Comparison of serum indomethacin profiles after rectal administration of two brands of indomethacin suppositories in healthy volunteer subjects

Abstract

Previous in vitro dissolution data indicated a much slower release of indomethacin from Indocid suppositories than from Imbrilon suppositories; both products contain 100 mg of indomethacin. Since in vitro findings require in vivo validation before clinical recommendations can be made, the present study was designed to compare the in vivo release characteristics of the two products. The study was carried out in 12 volunteer subjects in a fully randomized double-blind cross-over fashion and involved administration of Indocid and Imbrilon suppositories at bedtime.

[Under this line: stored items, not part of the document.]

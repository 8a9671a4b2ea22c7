use anyhow::Result;
use clap::Parser;

// Core modules
mod cli;
mod commands;
mod config;
mod trigger;

// Domain / infrastructure / orchestration
mod domain;
mod error;
mod infrastructure;
mod observability;
mod services;
mod tools;
mod ui;

#[cfg(test)]
mod fakes;

use cli::{Cli, Commands};
use commands::{check, cycle, load_config, promote, pull};

#[tokio::main]
async fn main() -> Result<()> {
    let cli = Cli::parse();

    // Initialize logging with LOGGING env var support
    // LOGGING=debug,info,warn,error or just LOGGING=debug
    let log_level = std::env::var("LOGGING")
        .or_else(|_| std::env::var("LOG_LEVEL"))
        .unwrap_or_else(|_| {
            if cli.verbose {
                "debug".to_string()
            } else {
                "info".to_string()
            }
        });

    tracing_subscriber::fmt()
        .with_env_filter(log_level)
        .with_target(false)
        .with_thread_ids(false)
        .with_file(false)
        .with_line_number(false)
        .with_ansi(false)
        .init();

    let config = load_config(cli.pipeline, cli.config.as_deref())?;

    match cli.command {
        Commands::Pull {
            event,
            continue_on_error,
        } => {
            pull::execute(config, event, continue_on_error).await?;
        }
        Commands::Promote { event } => {
            promote::execute(config, event).await?;
        }
        Commands::Check => {
            check::execute(config).await?;
        }
        Commands::Cycle {
            settle_secs,
            continue_on_error,
        } => {
            cycle::execute(config, settle_secs, continue_on_error).await?;
        }
    }

    Ok(())
}
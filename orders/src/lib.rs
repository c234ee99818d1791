//! Typed settlement orders.
//!
//! An order is the durable record of one cross-chain settlement intent and
//! its progress. Orders are a closed sum type keyed by the `order_type`
//! serde tag — deserialization dispatches on the tag, never on an open
//! registry — and advance through the monotonic status chain
//! `Begin → WaitSign → SignFinish → Finish`.

pub mod error;
pub mod keeper;
pub mod order;
pub mod status;

pub use error::OrderError;
pub use keeper::OrderKeeper;
pub use order::{
    CollectOrder, KeyGenOrder, OpcuAssetTransferOrder, Order, OrderBase, OutPoint,
    SysTransferOrder, TransferItem, WithdrawalOrder,
};
pub use status::{DepositConfirmStatus, OrderStatus, OrderType};
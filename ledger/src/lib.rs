//! Asset ledger — per-custodian, per-chain balances and their invariants.
//!
//! Every mutation is a checked operation over the abstract store traits:
//! holds never exceed balances, set-once fields are immutable after first
//! assignment, and nothing is partially applied — an operation either
//! completes or returns an error leaving the stores untouched.

pub mod deposit;
pub mod epoch;
pub mod error;
pub mod ledger;

pub use error::LedgerError;
pub use ledger::AssetLedger;
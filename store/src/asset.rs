//! Foreign-chain asset storage trait.

use crate::StoreError;
use custos_types::{Amount, Chain, CuAddress, Epoch, ExtAddress, MigrationStatus, Symbol};
use serde::{Deserialize, Serialize};
use std::collections::BTreeMap;

/// One per-(chain, epoch) signing address entry of a CU.
///
/// At most one entry per chain is *current* (`epoch == None`); historical
/// entries carry the epoch they were retired in and are pruned once more
/// than two epochs old.
#[derive(Clone, Debug, PartialEq, Eq, Serialize, Deserialize)]
pub struct AssetAddress {
    pub chain: Chain,
    /// `None` marks the current entry; `Some(e)` an entry retired in epoch `e`.
    pub epoch: Option<Epoch>,
    /// Set-once: never reassigned after first assignment.
    pub address: ExtAddress,
    pub nonce: u64,
    /// Native gas currency left at this address for signing/broadcasting.
    pub gas_remained: Amount,
    pub enable_send_tx: bool,
}

impl AssetAddress {
    pub fn new(chain: Chain, address: ExtAddress) -> Self {
        Self {
            chain,
            epoch: None,
            address,
            nonce: 0,
            gas_remained: Amount::ZERO,
            enable_send_tx: true,
        }
    }

    pub fn is_current(&self) -> bool {
        self.epoch.is_none()
    }
}

/// The persisted foreign-chain asset record of one CU.
#[derive(Clone, Debug, PartialEq, Eq, Serialize, Deserialize)]
pub struct CuAsset {
    pub cu_address: CuAddress,
    pub assets: Vec<AssetAddress>,
    /// Per-symbol settled foreign balances.
    pub asset_coins: BTreeMap<Symbol, Amount>,
    /// Per-symbol amounts reserved for in-flight settlement. Invariant: a
    /// hold never exceeds the balance it was taken from.
    pub asset_coins_hold: BTreeMap<Symbol, Amount>,
    /// Cumulative per-chain gas spent on settlement transactions.
    pub gas_used: BTreeMap<Chain, Amount>,
    /// Cumulative per-chain gas collected from withdrawal fees.
    pub gas_received: BTreeMap<Chain, Amount>,
    /// Current signing key material reference (opaque to this engine).
    pub asset_pubkey: Vec<u8>,
    pub asset_pubkey_epoch: Epoch,
    pub migration_status: MigrationStatus,
}

impl CuAsset {
    pub fn new(cu_address: CuAddress) -> Self {
        Self {
            cu_address,
            assets: Vec::new(),
            asset_coins: BTreeMap::new(),
            asset_coins_hold: BTreeMap::new(),
            gas_used: BTreeMap::new(),
            gas_received: BTreeMap::new(),
            asset_pubkey: Vec::new(),
            asset_pubkey_epoch: Epoch::ZERO,
            migration_status: MigrationStatus::Finish,
        }
    }

    pub fn coins_of(&self, symbol: &Symbol) -> Amount {
        self.asset_coins.get(symbol).copied().unwrap_or(Amount::ZERO)
    }

    pub fn hold_of(&self, symbol: &Symbol) -> Amount {
        self.asset_coins_hold
            .get(symbol)
            .copied()
            .unwrap_or(Amount::ZERO)
    }

    /// The current (epoch-unset) address entry for a chain, if any.
    pub fn current_address(&self, chain: &Chain) -> Option<&AssetAddress> {
        self.assets.iter().find(|a| &a.chain == chain && a.is_current())
    }

    pub fn current_address_mut(&mut self, chain: &Chain) -> Option<&mut AssetAddress> {
        self.assets
            .iter_mut()
            .find(|a| &a.chain == chain && a.is_current())
    }

    /// The address entry retired in `epoch` for a chain, if any.
    pub fn address_at_epoch(&self, chain: &Chain, epoch: Epoch) -> Option<&AssetAddress> {
        self.assets
            .iter()
            .find(|a| &a.chain == chain && a.epoch == Some(epoch))
    }

    /// Whether `address` belongs to this CU on the given chain, current or
    /// historical, compared case-insensitively.
    pub fn owns_address(&self, chain: &Chain, address: &ExtAddress) -> bool {
        self.assets
            .iter()
            .any(|a| &a.chain == chain && a.address.eq_canonical(address))
    }
}

/// Trait for CU foreign-asset storage.
pub trait AssetStore {
    fn get_asset(&self, cu: &CuAddress) -> Result<CuAsset, StoreError>;

    fn put_asset(&self, asset: &CuAsset) -> Result<(), StoreError>;

    fn exists(&self, cu: &CuAddress) -> Result<bool, StoreError>;
}
//! Token configuration lookup seam.

use crate::error::ChainError;
use custos_types::{Symbol, TokenInfo};

/// Read-only token configuration, owned by an external module.
pub trait TokenRegistry {
    /// Look up a token's static parameters.
    ///
    /// Unknown symbols fail with [`ChainError::UnsupportedToken`].
    fn get_token(&self, symbol: &Symbol) -> Result<TokenInfo, ChainError>;
}
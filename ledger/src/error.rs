use thiserror::Error;

#[derive(Debug, Error)]
pub enum LedgerError {
    #[error("custodian unit not found: {0}")]
    CuNotFound(String),

    #[error("custodian unit {address} is not a {expected} CU")]
    KindMismatch { address: String, expected: String },

    #[error("insufficient coins: need {needed}, available {available}")]
    InsufficientCoins { needed: u128, available: u128 },

    #[error("hold underflow: releasing {amount} with only {held} held")]
    HoldUnderflow { amount: u128, held: u128 },

    #[error("set-once field already assigned: {0}")]
    AlreadyAssigned(String),

    #[error("duplicate deposit item {tx_hash}:{index}")]
    DuplicateDeposit { tx_hash: String, index: u64 },

    #[error("deposit item not found: {tx_hash}:{index}")]
    DepositNotFound { tx_hash: String, index: u64 },

    #[error("no {0} address registered for chain")]
    NoAssetAddress(String),

    #[error("amount overflow")]
    Overflow,

    #[error("storage error: {0}")]
    Storage(#[from] custos_store::StoreError),
}
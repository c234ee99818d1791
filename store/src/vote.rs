//! Confirmation vote tally storage trait.

use crate::StoreError;
use custos_types::OrderId;

/// Trait for per-order confirmation tallies.
///
/// Tallies are owned by `custos-quorum` and stored as serialized bytes —
/// no ambient global vote state; every tally is an explicit store entry
/// keyed by the order id it gates.
pub trait VoteStore {
    /// Retrieve the tally for an order, or `None` if no votes yet.
    fn get_tally(&self, id: &OrderId) -> Result<Option<Vec<u8>>, StoreError>;

    fn put_tally(&self, id: &OrderId, tally_bytes: &[u8]) -> Result<(), StoreError>;

    /// Clear the tally once quorum has executed.
    fn delete_tally(&self, id: &OrderId) -> Result<(), StoreError>;
}
//! Shared state enums for custodian units and deposits.

use serde::{Deserialize, Serialize};

/// The two custodian unit kinds.
#[derive(Clone, Copy, Debug, PartialEq, Eq, Hash, Serialize, Deserialize)]
pub enum CuKind {
    /// An end-customer account.
    User,
    /// An operational custodian pooling foreign-chain funds for one symbol.
    Op,
}

/// Lifecycle of a deposit item, from first on-chain sighting to consumption.
#[derive(Clone, Copy, Debug, PartialEq, Eq, Hash, Serialize, Deserialize)]
pub enum DepositStatus {
    /// Seen but not yet quorum-confirmed.
    UnCollected,
    /// Confirmed on a user CU, queued for consolidation into the OPCU.
    WaitCollect,
    /// Being consumed by an in-flight settlement transaction.
    InProcess,
    /// Settled — spendable by the OPCU as a UTXO input.
    Confirmed,
}

/// Epoch key-rotation progress for an OPCU.
#[derive(Clone, Copy, Debug, Default, PartialEq, Eq, Hash, Serialize, Deserialize)]
pub enum MigrationStatus {
    /// No migration in flight.
    #[default]
    Finish,
    /// A new epoch started; key material rotated, assets not yet moved.
    Begin,
    /// Asset transfer orders are settling for this OPCU.
    AssetBegin,
}
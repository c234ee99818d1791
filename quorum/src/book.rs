//! The confirmation book — vote submission over the persistent tally store.

use crate::error::QuorumError;
use crate::tally::{ConfirmTally, PayloadDigest};
use crate::validator_set::ValidatorSet;
use custos_store::vote::VoteStore;
use custos_types::{OrderId, ValidatorId};

/// Result of recording one confirmation vote.
#[derive(Clone, Debug, PartialEq, Eq)]
pub enum ConfirmOutcome {
    /// Vote recorded (or duplicate); quorum not yet reached.
    Pending { votes: usize },
    /// This vote carried the payload past the two-thirds threshold. The
    /// caller must now execute the gated mutation and then [`ConfirmationBook::conclude`].
    Quorum {
        votes: usize,
        /// Validators whose latest vote attested a different payload.
        conflicting: Vec<ValidatorId>,
    },
}

/// Accumulates confirmation votes per order id.
///
/// The book itself never executes anything: it tells the caller when one
/// payload has quorum, the caller applies the ledger mutation, and only a
/// successful execution concludes (clears) the tally. A failed execution
/// leaves the tally intact for the corrected resubmission.
pub struct ConfirmationBook<'a, V: VoteStore> {
    votes: &'a V,
}

impl<'a, V: VoteStore> ConfirmationBook<'a, V> {
    pub fn new(votes: &'a V) -> Self {
        Self { votes }
    }

    fn load(&self, id: &OrderId) -> Result<ConfirmTally, QuorumError> {
        match self.votes.get_tally(id)? {
            Some(bytes) => {
                bincode::deserialize(&bytes).map_err(|e| QuorumError::Codec(e.to_string()))
            }
            None => Ok(ConfirmTally::new()),
        }
    }

    fn save(&self, id: &OrderId, tally: &ConfirmTally) -> Result<(), QuorumError> {
        let bytes = bincode::serialize(tally).map_err(|e| QuorumError::Codec(e.to_string()))?;
        self.votes.put_tally(id, &bytes)?;
        Ok(())
    }

    /// Record `validator`'s attestation of `digest` for `order_id`.
    ///
    /// Rejects callers outside the validator set. Duplicate votes are
    /// accepted no-ops. Quorum is reported only on the call that crosses
    /// the threshold or any later call while the tally still stands, so a
    /// failed execution can be retried by the next confirmation.
    pub fn submit(
        &self,
        order_id: &OrderId,
        validator: &ValidatorId,
        digest: PayloadDigest,
        validators: &ValidatorSet,
    ) -> Result<ConfirmOutcome, QuorumError> {
        if !validators.contains(validator) {
            return Err(QuorumError::NotValidator(validator.to_string()));
        }

        let mut tally = self.load(order_id)?;
        tally.add_vote(validator, digest);
        self.save(order_id, &tally)?;

        let votes = tally.votes_for(&digest);
        if validators.quorum_reached(votes) {
            Ok(ConfirmOutcome::Quorum {
                votes,
                conflicting: tally.conflicting_voters(&digest),
            })
        } else {
            Ok(ConfirmOutcome::Pending { votes })
        }
    }

    /// Clear an order's tally after the gated mutation has been applied.
    pub fn conclude(&self, order_id: &OrderId) -> Result<(), QuorumError> {
        self.votes.delete_tally(order_id)?;
        Ok(())
    }

    /// Distinct voters currently recorded for an order.
    pub fn voter_count(&self, order_id: &OrderId) -> Result<usize, QuorumError> {
        Ok(self.load(order_id)?.total_voters())
    }
}

#[cfg(test)]
mod tests {
    use super::*;
    use crate::tally::payload_digest;
    use custos_nullables::NullStore;

    fn val(i: u32) -> ValidatorId {
        ValidatorId::new(format!("val-{i}"))
    }

    fn four() -> ValidatorSet {
        ValidatorSet::new((0..4).map(val).collect())
    }

    #[test]
    fn third_distinct_vote_reaches_quorum() {
        let store = NullStore::new();
        let book = ConfirmationBook::new(&store);
        let id = OrderId::random();
        let d = payload_digest(b"evidence");
        let set = four();

        assert_eq!(
            book.submit(&id, &val(0), d, &set).unwrap(),
            ConfirmOutcome::Pending { votes: 1 }
        );
        assert_eq!(
            book.submit(&id, &val(1), d, &set).unwrap(),
            ConfirmOutcome::Pending { votes: 2 }
        );
        match book.submit(&id, &val(2), d, &set).unwrap() {
            ConfirmOutcome::Quorum { votes, conflicting } => {
                assert_eq!(votes, 3);
                assert!(conflicting.is_empty());
            }
            other => panic!("expected quorum, got {other:?}"),
        }
    }

    #[test]
    fn duplicate_votes_do_not_advance_quorum() {
        let store = NullStore::new();
        let book = ConfirmationBook::new(&store);
        let id = OrderId::random();
        let d = payload_digest(b"evidence");
        let set = four();

        for _ in 0..5 {
            let outcome = book.submit(&id, &val(0), d, &set).unwrap();
            assert_eq!(outcome, ConfirmOutcome::Pending { votes: 1 });
        }
    }

    #[test]
    fn non_validator_rejected() {
        let store = NullStore::new();
        let book = ConfirmationBook::new(&store);
        let id = OrderId::random();
        let d = payload_digest(b"evidence");

        let outsider = ValidatorId::new("intruder");
        assert!(matches!(
            book.submit(&id, &outsider, d, &four()),
            Err(QuorumError::NotValidator(_))
        ));
    }

    #[test]
    fn conflicting_payload_reported_at_quorum() {
        let store = NullStore::new();
        let book = ConfirmationBook::new(&store);
        let id = OrderId::random();
        let good = payload_digest(b"evidence");
        let bad = payload_digest(b"forged");
        let set = four();

        book.submit(&id, &val(3), bad, &set).unwrap();
        book.submit(&id, &val(0), good, &set).unwrap();
        book.submit(&id, &val(1), good, &set).unwrap();
        match book.submit(&id, &val(2), good, &set).unwrap() {
            ConfirmOutcome::Quorum { votes, conflicting } => {
                assert_eq!(votes, 3);
                assert_eq!(conflicting, vec![val(3)]);
            }
            other => panic!("expected quorum, got {other:?}"),
        }
    }

    #[test]
    fn conclude_clears_the_tally() {
        let store = NullStore::new();
        let book = ConfirmationBook::new(&store);
        let id = OrderId::random();
        let d = payload_digest(b"evidence");
        let set = four();

        book.submit(&id, &val(0), d, &set).unwrap();
        book.submit(&id, &val(1), d, &set).unwrap();
        book.submit(&id, &val(2), d, &set).unwrap();
        book.conclude(&id).unwrap();

        assert_eq!(book.voter_count(&id).unwrap(), 0);
        // A fresh vote after conclusion starts a new tally.
        assert_eq!(
            book.submit(&id, &val(3), d, &set).unwrap(),
            ConfirmOutcome::Pending { votes: 1 }
        );
    }

    #[test]
    fn arrival_order_does_not_matter() {
        let d = payload_digest(b"evidence");
        let set = four();

        // Two permutations of the same vote sequence converge.
        for perm in [[0u32, 1, 2], [2, 0, 1]] {
            let store = NullStore::new();
            let book = ConfirmationBook::new(&store);
            let id = OrderId::random();
            let mut last = ConfirmOutcome::Pending { votes: 0 };
            for i in perm {
                last = book.submit(&id, &val(i), d, &set).unwrap();
            }
            assert!(matches!(last, ConfirmOutcome::Quorum { votes: 3, .. }));
        }
    }
}
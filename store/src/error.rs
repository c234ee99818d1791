use thiserror::Error;

#[derive(Debug, Error)]
pub enum StoreError {
    #[error("key not found: {0}")]
    NotFound(String),

    #[error("duplicate key: {0}")]
    Duplicate(String),

    #[error("storage backend error: {0}")]
    Backend(String),

    #[error("serialization error: {0}")]
    Serialization(String),

    #[error("store is corrupted: {0}")]
    Corruption(String),
}
//! Validator-set rotation epochs.

use serde::{Deserialize, Serialize};
use std::fmt;

/// A validator-set rotation period. OPCU signing addresses rotate per epoch;
/// asset address entries older than two epochs are pruned from the ledger.
#[derive(
    Clone, Copy, Debug, Default, PartialEq, Eq, PartialOrd, Ord, Hash, Serialize, Deserialize,
)]
pub struct Epoch(u64);

impl Epoch {
    pub const ZERO: Self = Self(0);

    pub fn new(index: u64) -> Self {
        Self(index)
    }

    pub fn index(&self) -> u64 {
        self.0
    }

    pub fn next(&self) -> Self {
        Self(self.0 + 1)
    }

    pub fn prev(&self) -> Option<Self> {
        self.0.checked_sub(1).map(Self)
    }

    /// Whether `self` is strictly more than `window` epochs behind `current`.
    pub fn is_stale(&self, current: Epoch, window: u64) -> bool {
        current.0.saturating_sub(self.0) > window
    }
}

impl fmt::Display for Epoch {
    fn fmt(&self, f: &mut fmt::Formatter<'_>) -> fmt::Result {
        write!(f, "epoch-{}", self.0)
    }
}

#[cfg(test)]
mod tests {
    use super::*;

    #[test]
    fn staleness_window() {
        let e = Epoch::new(3);
        assert!(!e.is_stale(Epoch::new(5), 2));
        assert!(e.is_stale(Epoch::new(6), 2));
    }

    #[test]
    fn prev_of_zero_is_none() {
        assert!(Epoch::ZERO.prev().is_none());
        assert_eq!(Epoch::new(2).prev(), Some(Epoch::new(1)));
    }
}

Venous blood samples were obtained over the first 12 h post-drug administration, while pooled urine was collected from 0–12 and 12–24 h. Indomethacin content of all samples were measured using HPLC. The experimental data were compared using the following parameters: T max, C pmax and all other timed plasma concentrations, AUC 0–12h and cumulative urinary excretion data from 0–12, 12–24 and 0–24 h. Statistical analyses, using the paired t-test, indicated that no statistically significant differences ( P > 0.05) occurred between any of the measured parameters for the two products. It is therefore unlikely that clinically significant differences between the two products will be seen during treatment in patients.